» **Dataset entries**:
──────────────────────────────

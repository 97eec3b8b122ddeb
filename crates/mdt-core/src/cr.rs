use crate::artifact::Artifact;
use crate::error::{MdtError, Result};
use crate::paths;
use crate::threshold::OverrideSet;
use crate::ticket::TicketKey;
use crate::types::CrStatus;
use chrono::{DateTime, Utc};
use serde::{Deserialize, Serialize};
use std::collections::HashMap;
use std::path::{Path, PathBuf};

/// Fixed position of the architecture design section in the CR document:
/// after Problem and Scope, before Acceptance Criteria. Downstream stages
/// depend on this positionally.
pub const DESIGN_SECTION_POSITION: usize = 2;

// ---------------------------------------------------------------------------
// ChangeRequest
// ---------------------------------------------------------------------------

#[derive(Debug, Clone, PartialEq, Serialize, Deserialize)]
pub struct ChangeRequest {
    pub key: TicketKey,
    pub title: String,
    #[serde(default)]
    pub problem_statement: String,
    #[serde(default)]
    pub status: CrStatus,
    pub created_at: DateTime<Utc>,
    pub updated_at: DateTime<Utc>,
    #[serde(default, skip_serializing_if = "Vec::is_empty")]
    pub scope_in: Vec<String>,
    #[serde(default, skip_serializing_if = "Vec::is_empty")]
    pub scope_out: Vec<String>,
    #[serde(default)]
    pub artifacts: Vec<Artifact>,
    #[serde(default, skip_serializing_if = "OverrideSet::is_empty")]
    pub threshold_overrides: OverrideSet,
    /// Line count of a monolith this CR replaces, when known. Enables the
    /// anti-bloat validation check.
    #[serde(default, skip_serializing_if = "Option::is_none")]
    pub replaces_monolith_lines: Option<u32>,
    /// Caller-supplied extraction targets, keyed by responsibility text.
    #[serde(default, skip_serializing_if = "HashMap::is_empty")]
    pub extraction_targets: HashMap<String, String>,
    #[serde(default, skip_serializing_if = "Vec::is_empty")]
    pub acceptance_criteria: Vec<String>,
    /// Number of completed design passes. 0 until the first design persists.
    #[serde(default)]
    pub design_revision: u32,
}

impl ChangeRequest {
    pub fn new(key: TicketKey, title: impl Into<String>, problem: impl Into<String>) -> Self {
        let now = Utc::now();
        Self {
            key,
            title: title.into(),
            problem_statement: problem.into(),
            status: CrStatus::Proposed,
            created_at: now,
            updated_at: now,
            scope_in: Vec::new(),
            scope_out: Vec::new(),
            artifacts: Vec::new(),
            threshold_overrides: OverrideSet::default(),
            replaces_monolith_lines: None,
            extraction_targets: HashMap::new(),
            acceptance_criteria: Vec::new(),
            design_revision: 0,
        }
    }

    pub fn artifact(&self, path: &str) -> Option<&Artifact> {
        self.artifacts.iter().find(|a| a.path == path)
    }

    /// Declare a planned or existing artifact. Re-declaring an existing path
    /// replaces its role/responsibility but keeps its verified size.
    pub fn declare_artifact(&mut self, artifact: Artifact) {
        if let Some(existing) = self.artifacts.iter_mut().find(|a| a.path == artifact.path) {
            existing.role = artifact.role;
            existing.responsibility = artifact.responsibility;
            existing.superseded = false;
            if artifact.declared_lines.is_some() {
                existing.declared_lines = artifact.declared_lines;
            }
        } else {
            self.artifacts.push(artifact);
        }
        self.updated_at = Utc::now();
    }

    pub fn verify_artifact_size(&mut self, path: &str, measured_lines: u32) -> Result<()> {
        let key = self.key.to_string();
        let artifact = self
            .artifacts
            .iter_mut()
            .find(|a| a.path == path)
            .ok_or_else(|| MdtError::ArtifactNotFound {
                key,
                path: path.to_string(),
            })?;
        artifact.verify_size(measured_lines);
        self.updated_at = Utc::now();
        Ok(())
    }

    pub fn supersede_artifact(&mut self, path: &str) -> Result<()> {
        let key = self.key.to_string();
        let artifact = self
            .artifacts
            .iter_mut()
            .find(|a| a.path == path)
            .ok_or_else(|| MdtError::ArtifactNotFound {
                key,
                path: path.to_string(),
            })?;
        artifact.supersede();
        self.updated_at = Utc::now();
        Ok(())
    }

    pub fn active_artifacts(&self) -> impl Iterator<Item = &Artifact> {
        self.artifacts.iter().filter(|a| !a.superseded)
    }

    // -----------------------------------------------------------------------
    // Persistence
    // -----------------------------------------------------------------------

    pub fn load(root: &Path, key: &TicketKey) -> Result<Self> {
        let path = paths::cr_manifest(root, key);
        if !path.exists() {
            return Err(MdtError::CrNotFound(key.to_string()));
        }
        let data = std::fs::read_to_string(&path)?;
        let cr: ChangeRequest = serde_yaml::from_str(&data)?;
        Ok(cr)
    }

    pub fn save(&self, root: &Path) -> Result<()> {
        let path = paths::cr_manifest(root, &self.key);
        let data = serde_yaml::to_string(self)?;
        crate::io::atomic_write(&path, data.as_bytes())
    }

    pub fn create(
        root: &Path,
        key: TicketKey,
        title: impl Into<String>,
        problem: impl Into<String>,
    ) -> Result<Self> {
        if !paths::mdt_dir(root).is_dir() {
            return Err(MdtError::NotInitialized);
        }
        if paths::cr_manifest(root, &key).exists() {
            return Err(MdtError::CrExists(key.to_string()));
        }
        let cr = Self::new(key, title, problem);
        cr.save(root)?;
        crate::io::atomic_write(
            &paths::cr_doc(root, &cr.key),
            cr.initial_document().as_bytes(),
        )?;
        Ok(cr)
    }

    pub fn list(root: &Path) -> Result<Vec<ChangeRequest>> {
        let dir = root.join(paths::CRS_DIR);
        if !dir.is_dir() {
            return Ok(Vec::new());
        }
        let mut keys: Vec<String> = std::fs::read_dir(&dir)?
            .filter_map(|e| e.ok())
            .filter(|e| e.path().is_dir())
            .filter_map(|e| e.file_name().into_string().ok())
            .collect();
        keys.sort();
        let mut out = Vec::new();
        for name in keys {
            if let Ok(key) = TicketKey::parse(&name) {
                out.push(Self::load(root, &key)?);
            }
        }
        Ok(out)
    }

    fn initial_document(&self) -> String {
        let mut doc = format!("# {}: {}\n\n## Problem\n\n{}\n\n## Scope\n\n", self.key, self.title, self.problem_statement);
        if self.scope_in.is_empty() && self.scope_out.is_empty() {
            doc.push_str("(not yet bounded)\n");
        } else {
            for item in &self.scope_in {
                doc.push_str(&format!("- in: {item}\n"));
            }
            for item in &self.scope_out {
                doc.push_str(&format!("- out: {item}\n"));
            }
        }
        doc.push_str("\n## Acceptance Criteria\n");
        doc
    }
}

// ---------------------------------------------------------------------------
// CrStore
// ---------------------------------------------------------------------------

/// Boundary contract the engine persists through. The engine only ever calls
/// these after a design has fully validated; partial writes are the store's
/// problem, not the engine's.
pub trait CrStore {
    fn get_cr(&self, key: &TicketKey) -> Result<ChangeRequest>;
    /// Insert `content` as a `##` section at `position` (clamped to the
    /// section count). Fails with a conflict if a section with the same
    /// heading already exists.
    fn insert_section(&self, key: &TicketKey, position: usize, content: &str) -> Result<()>;
    fn append_acceptance_criteria(&self, key: &TicketKey, items: &[String]) -> Result<()>;
    /// Add newly proposed artifacts to the CR's artifact table and record
    /// the completed design revision.
    fn update_artifact_table(
        &self,
        key: &TicketKey,
        added: &[Artifact],
        revision: u32,
    ) -> Result<()>;
}

// ---------------------------------------------------------------------------
// FsCrStore
// ---------------------------------------------------------------------------

/// Filesystem-backed store: one directory per CR under `.mdt/crs/` holding
/// a YAML manifest and the markdown CR document.
pub struct FsCrStore {
    root: PathBuf,
}

impl FsCrStore {
    pub fn new(root: impl Into<PathBuf>) -> Self {
        Self { root: root.into() }
    }

    pub fn root(&self) -> &Path {
        &self.root
    }

    fn read_doc(&self, key: &TicketKey) -> Result<String> {
        let path = paths::cr_doc(&self.root, key);
        if !path.exists() {
            return Err(MdtError::CrNotFound(key.to_string()));
        }
        Ok(std::fs::read_to_string(&path)?)
    }

    fn write_doc(&self, key: &TicketKey, doc: &str) -> Result<()> {
        crate::io::atomic_write(&paths::cr_doc(&self.root, key), doc.as_bytes())
    }
}

impl CrStore for FsCrStore {
    fn get_cr(&self, key: &TicketKey) -> Result<ChangeRequest> {
        ChangeRequest::load(&self.root, key)
    }

    fn insert_section(&self, key: &TicketKey, position: usize, content: &str) -> Result<()> {
        let doc = self.read_doc(key)?;
        let (preamble, mut sections) = split_sections(&doc);

        let heading = content.lines().next().unwrap_or("").to_string();
        if sections
            .iter()
            .any(|s| s.lines().next() == Some(heading.as_str()))
        {
            return Err(MdtError::SectionConflict {
                key: key.to_string(),
                reason: format!("section '{heading}' already exists"),
            });
        }

        let at = position.min(sections.len());
        sections.insert(at, content.trim_end().to_string());
        self.write_doc(key, &join_sections(&preamble, &sections))
    }

    fn append_acceptance_criteria(&self, key: &TicketKey, items: &[String]) -> Result<()> {
        if items.is_empty() {
            return Ok(());
        }
        let doc = self.read_doc(key)?;
        let (preamble, mut sections) = split_sections(&doc);

        let idx = sections
            .iter()
            .position(|s| s.starts_with("## Acceptance Criteria"));
        let section = match idx {
            Some(i) => &mut sections[i],
            None => {
                sections.push("## Acceptance Criteria".to_string());
                let last = sections.len() - 1;
                &mut sections[last]
            }
        };
        let mut updated = section.trim_end().to_string();
        for item in items {
            updated.push_str(&format!("\n- [ ] {item}"));
        }
        *section = updated;
        self.write_doc(key, &join_sections(&preamble, &sections))?;

        let mut cr = ChangeRequest::load(&self.root, key)?;
        cr.acceptance_criteria.extend(items.iter().cloned());
        cr.updated_at = Utc::now();
        cr.save(&self.root)
    }

    fn update_artifact_table(
        &self,
        key: &TicketKey,
        added: &[Artifact],
        revision: u32,
    ) -> Result<()> {
        let mut cr = ChangeRequest::load(&self.root, key)?;
        for artifact in added {
            if cr.artifact(&artifact.path).is_none() {
                cr.artifacts.push(artifact.clone());
            }
        }
        cr.design_revision = revision;
        cr.updated_at = Utc::now();
        cr.save(&self.root)
    }
}

// ---------------------------------------------------------------------------
// Section surgery
// ---------------------------------------------------------------------------

/// Split a markdown document into its preamble (title block) and `##`
/// sections. Each section runs from its heading line to the next heading.
fn split_sections(doc: &str) -> (String, Vec<String>) {
    let mut preamble = String::new();
    let mut sections: Vec<String> = Vec::new();
    for line in doc.lines() {
        if line.starts_with("## ") {
            sections.push(line.to_string());
        } else if let Some(current) = sections.last_mut() {
            current.push('\n');
            current.push_str(line);
        } else {
            preamble.push_str(line);
            preamble.push('\n');
        }
    }
    (
        preamble.trim_end().to_string(),
        sections.into_iter().map(|s| s.trim_end().to_string()).collect(),
    )
}

fn join_sections(preamble: &str, sections: &[String]) -> String {
    let mut out = String::new();
    if !preamble.is_empty() {
        out.push_str(preamble);
        out.push_str("\n\n");
    }
    for (i, section) in sections.iter().enumerate() {
        out.push_str(section);
        if i + 1 < sections.len() {
            out.push_str("\n\n");
        }
    }
    out.push('\n');
    out
}

// ---------------------------------------------------------------------------
// Tests
// ---------------------------------------------------------------------------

──────────────────────────────

» **Required action**: Look above for the line with "for name in" and the line with "for item in &self.scope_in". Retype those two lines and every line between them exactly, adding nothing.

» **Response box**:
        for name in keys {
            if let Ok(key) = TicketKey::parse(&name) {
                out.push(Self::load(root, &key)?);
            }
        }
        Ok(out)
    }

    fn initial_document(&self) -> String {
        let mut doc = format!("# {}: {}\n\n## Problem\n\n{}\n\n## Scope\n\n", self.key, self.title, self.problem_statement);
        if self.scope_in.is_empty() && self.scope_out.is_empty() {
            doc.push_str("(not yet bounded)\n");
        } else {
            for item in &self.scope_in {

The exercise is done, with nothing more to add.